Give every line of the records exactly, please, from the first up to and including the one containing "configuration value for".

# # # # #

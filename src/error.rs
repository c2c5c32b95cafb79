// This software is provided for non-commercial use only.
// Commercial use is strictly prohibited.
// If you use, modify, or redistribute this software, you must provide proper attribution to the original author.
// (c) 2026 Onur Tuna. All rights reserved.

use thiserror::Error;

#[derive(Debug, Error)]
pub enum HaulError {
    #[error("Configuration error: {0}")]
    Config(String),

    #[error("Protocol violation: {0}")]
    Protocol(String),

    #[error("I/O error: {0}")]
    Io(#[from] std::io::Error),

    #[error("Connection to {addr} failed: {reason}")]
    Connect { addr: String, reason: String },

    #[error("Storage error: {0}")]
    Storage(String),

    #[error("State lock busy: {0}")]
    LockBusy(String),

    #[error("Trigger error: {0}")]
    Trigger(String),

    #[error("Messaging error: {0}")]
    Zmq(String),
}

impl From<tmq::TmqError> for HaulError {
    fn from(e: tmq::TmqError) -> Self {
        HaulError::Zmq(e.to_string())
    }
}

impl From<zmq::Error> for HaulError {
    fn from(e: zmq::Error) -> Self {
        HaulError::Zmq(e.to_string())
    }
}

pub type Result<T> = std::result::Result<T, HaulError>;
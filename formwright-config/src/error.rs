//! Error types for the Formwright configuration system

use thiserror::Error;

/// Result type for configuration operations
pub type ConfigResult<T> = Result<T, ConfigError>;

/// Configuration-related errors
#[derive(Error, Debug)]
pub enum ConfigError {
    /// A source could not be parsed or did not match the expected shape
    #[error("Failed to parse configuration: {source}")]
    ParseError {
        #[source]
        source: Box<figment::Error>,
    },

    /// Invalid configuration value
    #[error("Invalid configuration value for key '{key}': {message}")]
    InvalidValue { key: String, message: String },
}

impl ConfigError {
    pub fn invalid_value(key: impl Into<String>, message: impl Into<String>) -> Self {
        Self::InvalidValue {
            key: key.into(),
            message: message.into(),
        }
    }
}

impl From<figment::Error> for ConfigError {
    fn from(error: figment::Error) -> Self {
        ConfigError::ParseError {
            source: Box::new(error),
        }
    }
}
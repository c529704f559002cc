//! `formwright field ...`

use anyhow::{bail, Context, Result};
use formwright_fields::{BooleanVariant, FieldKind, FieldOption, LabelSize};
use formwright_store::{FieldDraft, FieldUpdate, FormsContext};

use super::{applied, print_json, resolve_field, resolve_section, resolve_template, template};
use crate::cli::{FieldAttributes, FieldCommand};

pub fn run(command: FieldCommand, ctx: &mut FormsContext, json: bool) -> Result<()> {
    match command {
        FieldCommand::Add {
            template: reference,
            section,
            kind,
            label,
            required,
            attributes,
        } => {
            let template_id = resolve_template(ctx, &reference)?;
            let section_id = resolve_section(template(ctx, &template_id)?, &section)?;
            let kind = build_kind(&kind, required, &attributes)?;
            let field_id = applied(
                ctx.templates_mut().add_field(
                    &template_id,
                    &section_id,
                    FieldDraft::new(label, kind),
                )?,
                format_args!("section {section_id}"),
            )?;
            if json {
                print_json(&template(ctx, &template_id)?.field(&field_id))
            } else {
                println!("Added field {field_id}");
                Ok(())
            }
        }
        FieldCommand::Update {
            template: reference,
            section,
            field,
            label,
            kind,
            required,
            attributes,
        } => {
            let template_id = resolve_template(ctx, &reference)?;
            let current = template(ctx, &template_id)?;
            let section_id = resolve_section(current, &section)?;
            let field_id = resolve_field(current, &section_id, &field)?;
            let existing = current
                .field(&field_id)
                .with_context(|| format!("field {field_id} not found"))?;

            let new_kind = edit_kind(&existing.kind, kind.as_deref(), &attributes)?;
            let is_label = matches!(
                new_kind.as_ref().unwrap_or(&existing.kind),
                FieldKind::Label { .. }
            );
            if required == Some(true) && is_label {
                bail!("label fields cannot be required");
            }

            let mut update = FieldUpdate::new();
            if let Some(label) = label {
                update = update.with_label(label);
            }
            if let Some(kind) = new_kind {
                update = update.with_kind(kind);
            }
            if let Some(required) = required {
                update = update.with_required(required);
            }
            applied(
                ctx.templates_mut()
                    .update_field(&template_id, &section_id, &field_id, &update)?,
                format_args!("field {field_id}"),
            )?;
            if json {
                print_json(&template(ctx, &template_id)?.field(&field_id))
            } else {
                println!("Updated field {field_id}");
                Ok(())
            }
        }
        FieldCommand::Delete {
            template: reference,
            section,
            field,
        } => {
            let template_id = resolve_template(ctx, &reference)?;
            let current = template(ctx, &template_id)?;
            let section_id = resolve_section(current, &section)?;
            let field_id = resolve_field(current, &section_id, &field)?;
            applied(
                ctx.templates_mut()
                    .delete_field(&template_id, &section_id, &field_id)?,
                format_args!("field {field_id}"),
            )?;
            if json {
                print_json(&serde_json::json!({ "deleted": field_id }))
            } else {
                println!("Deleted field {field_id}");
                Ok(())
            }
        }
        FieldCommand::Move {
            template: reference,
            section,
            from,
            to,
        } => {
            let template_id = resolve_template(ctx, &reference)?;
            let section_id = resolve_section(template(ctx, &template_id)?, &section)?;
            applied(
                ctx.templates_mut()
                    .reorder_fields(&template_id, &section_id, from, to)?,
                format_args!("field at position {from}"),
            )?;
            let section = template(ctx, &template_id)?.section(&section_id);
            if json {
                print_json(&section.map(|s| s.sorted_fields()))
            } else {
                println!("Moved field {from} to {to}");
                Ok(())
            }
        }
    }
}

/// Build a new field kind from its name and the attribute flags.
pub fn build_kind(name: &str, required: bool, attributes: &FieldAttributes) -> Result<FieldKind> {
    let mut kind: FieldKind = name.parse()?;
    apply_attributes(&mut kind, attributes)?;
    if required && !kind.set_required(true) {
        bail!("--required does not apply to {name} fields");
    }
    Ok(kind)
}

/// Merge the attribute flags over an existing kind.
///
/// Switching to another kind starts from that kind's defaults and carries
/// the required flag across. Returns `None` when nothing would change.
pub fn edit_kind(
    current: &FieldKind,
    name: Option<&str>,
    attributes: &FieldAttributes,
) -> Result<Option<FieldKind>> {
    let mut kind = match name {
        Some(name) if name != current.name() => {
            let mut kind: FieldKind = name.parse()?;
            kind.set_required(current.required());
            kind
        }
        _ if attributes.is_empty() => return Ok(None),
        _ => current.clone(),
    };
    apply_attributes(&mut kind, attributes)?;
    Ok(Some(kind))
}

/// Apply the flags that were given, leaving the rest of `kind` as it is.
///
/// Flags that do not belong to the kind are rejected rather than dropped.
fn apply_attributes(kind: &mut FieldKind, attributes: &FieldAttributes) -> Result<()> {
    let name = kind.name();
    let allowed: &[&str] = match kind {
        FieldKind::Label { .. } => &["size"],
        FieldKind::Text { .. } => &["placeholder"],
        FieldKind::Number { .. } => &["placeholder", "min", "max"],
        FieldKind::Boolean { .. } => &["variant"],
        FieldKind::Enum { .. } => &["option"],
    };
    let given = [
        ("placeholder", attributes.placeholder.is_some()),
        ("min", attributes.min.is_some()),
        ("max", attributes.max.is_some()),
        ("size", attributes.size.is_some()),
        ("variant", attributes.variant.is_some()),
        ("option", !attributes.options.is_empty()),
    ];
    for (flag, present) in given {
        if present && !allowed.contains(&flag) {
            bail!("--{flag} does not apply to {name} fields");
        }
    }

    match kind {
        FieldKind::Label { size } => {
            if let Some(s) = &attributes.size {
                *size = s.parse::<LabelSize>()?;
            }
        }
        FieldKind::Text { placeholder, .. } => {
            if attributes.placeholder.is_some() {
                placeholder.clone_from(&attributes.placeholder);
            }
        }
        FieldKind::Number {
            placeholder,
            min,
            max,
            ..
        } => {
            for (flag, bound) in [("min", attributes.min), ("max", attributes.max)] {
                if let Some(value) = bound.filter(|b| !b.is_finite()) {
                    bail!("--{flag} must be a finite number, got {value}");
                }
            }
            if attributes.placeholder.is_some() {
                placeholder.clone_from(&attributes.placeholder);
            }
            if attributes.min.is_some() {
                *min = attributes.min;
            }
            if attributes.max.is_some() {
                *max = attributes.max;
            }
            if let (Some(lo), Some(hi)) = (*min, *max) {
                if lo > hi {
                    bail!("--min {lo} is greater than --max {hi}");
                }
            }
        }
        FieldKind::Boolean { variant, .. } => {
            if let Some(v) = &attributes.variant {
                *variant = v.parse::<BooleanVariant>()?;
            }
        }
        FieldKind::Enum { options, .. } => {
            if !attributes.options.is_empty() {
                *options = attributes
                    .options
                    .iter()
                    .map(|raw| parse_option(raw))
                    .collect::<Result<_>>()?;
            }
            if options.is_empty() {
                bail!("enum fields need at least one --option");
            }
        }
    }
    Ok(())
}

/// Parse `value=label`. A bare `value` uses itself as the label.
fn parse_option(raw: &str) -> Result<FieldOption> {
    let (value, label) = match raw.split_once('=') {
        Some((value, label)) => (value.trim(), label.trim()),
        None => (raw.trim(), raw.trim()),
    };
    if value.is_empty() {
        bail!("--option '{raw}' has an empty value");
    }
    Ok(FieldOption::new(value, label))
}

#[cfg(test)]
mod tests {
    use super::*;

    #[test]
    fn test_label_defaults_to_h2() {
        let kind = build_kind("label", false, &FieldAttributes::default()).unwrap();
        assert_eq!(kind, FieldKind::Label { size: LabelSize::H2 });
    }

    #[test]
    fn test_boolean_defaults_to_checkbox() {
        let kind = build_kind("boolean", false, &FieldAttributes::default()).unwrap();
        assert_eq!(
            kind,
            FieldKind::Boolean {
                required: false,
                variant: BooleanVariant::Checkbox
            }
        );
    }

    #[test]
    fn test_number_with_bounds() {
        let attributes = FieldAttributes {
            min: Some(18.0),
            max: Some(65.0),
            ..Default::default()
        };
        let kind = build_kind("number", true, &attributes).unwrap();
        assert_eq!(
            kind,
            FieldKind::Number {
                required: true,
                placeholder: None,
                min: Some(18.0),
                max: Some(65.0),
            }
        );
    }

    #[test]
    fn test_inverted_bounds_rejected() {
        let attributes = FieldAttributes {
            min: Some(10.0),
            max: Some(1.0),
            ..Default::default()
        };
        assert!(build_kind("number", false, &attributes).is_err());
    }

    #[test]
    fn test_non_finite_bounds_rejected() {
        for (min, max) in [(Some(f64::NAN), None), (None, Some(f64::INFINITY))] {
            let attributes = FieldAttributes {
                min,
                max,
                ..Default::default()
            };
            let err = build_kind("number", false, &attributes).unwrap_err();
            assert!(err.to_string().contains("must be a finite number"));
        }
    }

    #[test]
    fn test_enum_options() {
        let attributes = FieldAttributes {
            options: vec!["red=Red".into(), "blue".into()],
            ..Default::default()
        };
        let FieldKind::Enum { options, .. } = build_kind("enum", false, &attributes).unwrap() else {
            panic!("expected enum kind");
        };
        let pairs: Vec<(&str, &str)> = options
            .iter()
            .map(|o| (o.value.as_str(), o.label.as_str()))
            .collect();
        assert_eq!(pairs, vec![("red", "Red"), ("blue", "blue")]);
        assert!(parse_option("=Nothing").is_err());
    }

    #[test]
    fn test_enum_without_options_rejected() {
        let err = build_kind("enum", true, &FieldAttributes::default()).unwrap_err();
        assert_eq!(err.to_string(), "enum fields need at least one --option");
    }

    #[test]
    fn test_foreign_flags_rejected() {
        let err = build_kind("label", true, &FieldAttributes::default()).unwrap_err();
        assert_eq!(err.to_string(), "--required does not apply to label fields");

        let attributes = FieldAttributes {
            size: Some("h1".into()),
            ..Default::default()
        };
        assert!(build_kind("text", false, &attributes).is_err());
    }

    #[test]
    fn test_unknown_kind_and_attribute() {
        assert!(build_kind("date", false, &FieldAttributes::default()).is_err());
        let attributes = FieldAttributes {
            variant: Some("radio".into()),
            ..Default::default()
        };
        assert!(build_kind("boolean", false, &attributes).is_err());
    }

    fn age_kind() -> FieldKind {
        FieldKind::Number {
            required: true,
            placeholder: Some("years".into()),
            min: Some(18.0),
            max: Some(65.0),
        }
    }

    #[test]
    fn test_edit_keeps_unmentioned_attributes() {
        let attributes = FieldAttributes {
            max: Some(120.0),
            ..Default::default()
        };
        let edited = edit_kind(&age_kind(), None, &attributes).unwrap();
        assert_eq!(
            edited,
            Some(FieldKind::Number {
                required: true,
                placeholder: Some("years".into()),
                min: Some(18.0),
                max: Some(120.0),
            })
        );
    }

    #[test]
    fn test_edit_without_changes_is_none() {
        let same_kind = edit_kind(&age_kind(), Some("number"), &FieldAttributes::default());
        assert_eq!(same_kind.unwrap(), None);
    }

    #[test]
    fn test_edit_checks_merged_bounds() {
        let attributes = FieldAttributes {
            min: Some(70.0),
            ..Default::default()
        };
        let err = edit_kind(&age_kind(), None, &attributes).unwrap_err();
        assert_eq!(err.to_string(), "--min 70 is greater than --max 65");
    }

    #[test]
    fn test_edit_switches_kind_and_keeps_required() {
        let attributes = FieldAttributes {
            options: vec!["a".into()],
            ..Default::default()
        };
        let edited = edit_kind(&age_kind(), Some("enum"), &attributes)
            .unwrap()
            .unwrap();
        assert_eq!(edited.name(), "enum");
        assert!(edited.required());

        // Number flags do not carry over to the new kind
        let attributes = FieldAttributes {
            max: Some(3.0),
            ..Default::default()
        };
        assert!(edit_kind(&age_kind(), Some("text"), &attributes).is_err());
    }
}
//! End-to-end validation against a template built from the public API.

use formwright_fields::{
    validate_form, Field, FieldKind, FieldOption, FormData, LabelSize, Section, Template,
};
use serde_json::json;

fn registration() -> Template {
    let mut template = Template::new("Registration", Some("Event sign-up".into()));

    let mut about = Section::new("About you", 0);
    let mut heading = Field::new("Your details", FieldKind::Label { size: LabelSize::H2 });
    heading.order = 0;
    let mut name = Field::new("Name", "text".parse::<FieldKind>().unwrap().with_required(true));
    name.order = 1;
    let mut age = Field::new(
        "Age",
        FieldKind::Number {
            required: true,
            placeholder: None,
            min: Some(18.0),
            max: Some(99.0),
        },
    );
    age.order = 2;
    about.fields = vec![age, heading, name];

    let mut choices = Section::new("Choices", 1);
    let mut meal = Field::new(
        "Meal",
        FieldKind::Enum {
            required: false,
            options: vec![FieldOption::new("veg", "Vegetarian"), FieldOption::new("fish", "Fish")],
        },
    );
    meal.order = 0;
    let mut terms = Field::new("Terms", "boolean".parse::<FieldKind>().unwrap().with_required(true));
    terms.order = 1;
    choices.fields = vec![meal, terms];

    // Stored out of display order on purpose
    template.sections = vec![choices, about];
    template
}

fn messages(template: &Template, values: &FormData) -> Vec<String> {
    validate_form(template.fields_in_order(), values)
        .into_iter()
        .map(|e| e.message)
        .collect()
}

#[test]
fn empty_form_reports_required_fields_in_display_order() {
    let template = registration();
    assert_eq!(
        messages(&template, &FormData::new()),
        vec!["Name is required", "Age is required", "Terms is required"]
    );
}

#[test]
fn complete_form_is_valid() {
    let template = registration();
    let fields = template.fields_in_order();
    let mut values = FormData::new();
    for field in &fields {
        let value = match field.kind_name() {
            "text" => json!("Sam"),
            "number" => json!("30"),
            "enum" => json!("fish"),
            "boolean" => json!(false),
            _ => continue,
        };
        values.insert(field.id, value);
    }
    assert!(messages(&template, &values).is_empty());
}

#[test]
fn mixed_errors() {
    let template = registration();
    let by_label = |label: &str| {
        template
            .fields_in_order()
            .into_iter()
            .find(|f| f.label == label)
            .map(|f| f.id)
            .unwrap()
    };

    let mut values = FormData::new();
    values.insert(by_label("Name"), json!("Sam"));
    values.insert(by_label("Age"), json!(12));
    values.insert(by_label("Meal"), json!("beef"));
    values.insert(by_label("Terms"), json!("yes"));

    assert_eq!(
        messages(&template, &values),
        vec![
            "Age must be at least 18",
            "Meal must be one of the available options",
            "Terms must be true or false",
        ]
    );
}
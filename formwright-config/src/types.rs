//! Configuration values

use std::path::PathBuf;

use formwright_store::StorageFormat;
use serde::{Deserialize, Serialize};

use crate::{ConfigError, ConfigResult};

/// Default data directory, relative to the working directory.
pub const DEFAULT_DATA_DIR: &str = ".formwright/data";

/// Default tracing filter directive.
pub const DEFAULT_LOG_FILTER: &str = "warn";

/// Top-level Formwright configuration.
#[derive(Debug, Clone, Default, PartialEq, Serialize, Deserialize)]
#[serde(default)]
pub struct FormwrightConfig {
    pub storage: StorageConfig,
    pub log: LogConfig,
}

/// Where and how the collections are persisted.
#[derive(Debug, Clone, PartialEq, Serialize, Deserialize)]
#[serde(default)]
pub struct StorageConfig {
    pub dir: PathBuf,
    pub format: StorageFormat,
}

impl Default for StorageConfig {
    fn default() -> Self {
        Self {
            dir: PathBuf::from(DEFAULT_DATA_DIR),
            format: StorageFormat::default(),
        }
    }
}

#[derive(Debug, Clone, PartialEq, Serialize, Deserialize)]
#[serde(default)]
pub struct LogConfig {
    /// `EnvFilter` directive, e.g. `warn` or `formwright_store=debug`
    pub filter: String,
}

impl Default for LogConfig {
    fn default() -> Self {
        Self {
            filter: DEFAULT_LOG_FILTER.to_string(),
        }
    }
}

impl FormwrightConfig {
    /// Replace the data directory, as the `--data-dir` flag does.
    pub fn with_data_dir(mut self, dir: impl Into<PathBuf>) -> Self {
        self.storage.dir = dir.into();
        self
    }

    /// Reject values that parse but cannot be used.
    pub fn validate(&self) -> ConfigResult<()> {
        if self.storage.dir.as_os_str().is_empty() {
            return Err(ConfigError::invalid_value("storage.dir", "must not be empty"));
        }
        if self.log.filter.trim().is_empty() {
            return Err(ConfigError::invalid_value("log.filter", "must not be empty"));
        }
        Ok(())
    }
}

# # # # #

[Solution]
filename src/error.rs
repository c2c5c32b95cafb79
// This software is provided for non-commercial use only.
// Commercial use is strictly prohibited.
// If you use, modify, or redistribute this software, you must provide proper attribution to the original author.
// (c) 2026 Onur Tuna. All rights reserved.

use thiserror::Error;

#[derive(Debug, Error)]
pub enum HaulError {
    #[error("Configuration error: {0}")]
    Config(String),

    #[error("Protocol violation: {0}")]
    Protocol(String),

    #[error("I/O error: {0}")]
    Io(#[from] std::io::Error),

    #[error("Connection to {addr} failed: {reason}")]
    Connect { addr: String, reason: String },

    #[error("Storage error: {0}")]
    Storage(String),

    #[error("State lock busy: {0}")]
    LockBusy(String),

    #[error("Trigger error: {0}")]
    Trigger(String),

    #[error("Messaging error: {0}")]
    Zmq(String),
}

impl From<tmq::TmqError> for HaulError {
    fn from(e: tmq::TmqError) -> Self {
        HaulError::Zmq(e.to_string())
    }
}

impl From<zmq::Error> for HaulError {
    fn from(e: zmq::Error) -> Self {
        HaulError::Zmq(e.to_string())
    }
}

pub type Result<T> = std::result::Result<T, HaulError>;
filename formwright-config/src/error.rs
//! Error types for the Formwright configuration system

use thiserror::Error;

/// Result type for configuration operations
pub type ConfigResult<T> = Result<T, ConfigError>;

/// Configuration-related errors
#[derive(Error, Debug)]
pub enum ConfigError {
    /// A source could not be parsed or did not match the expected shape
    #[error("Failed to parse configuration: {source}")]
    ParseError {
        #[source]
        source: Box<figment::Error>,
    },

    /// Invalid configuration value
    #[error("Invalid configuration value for key '{key}': {message}")]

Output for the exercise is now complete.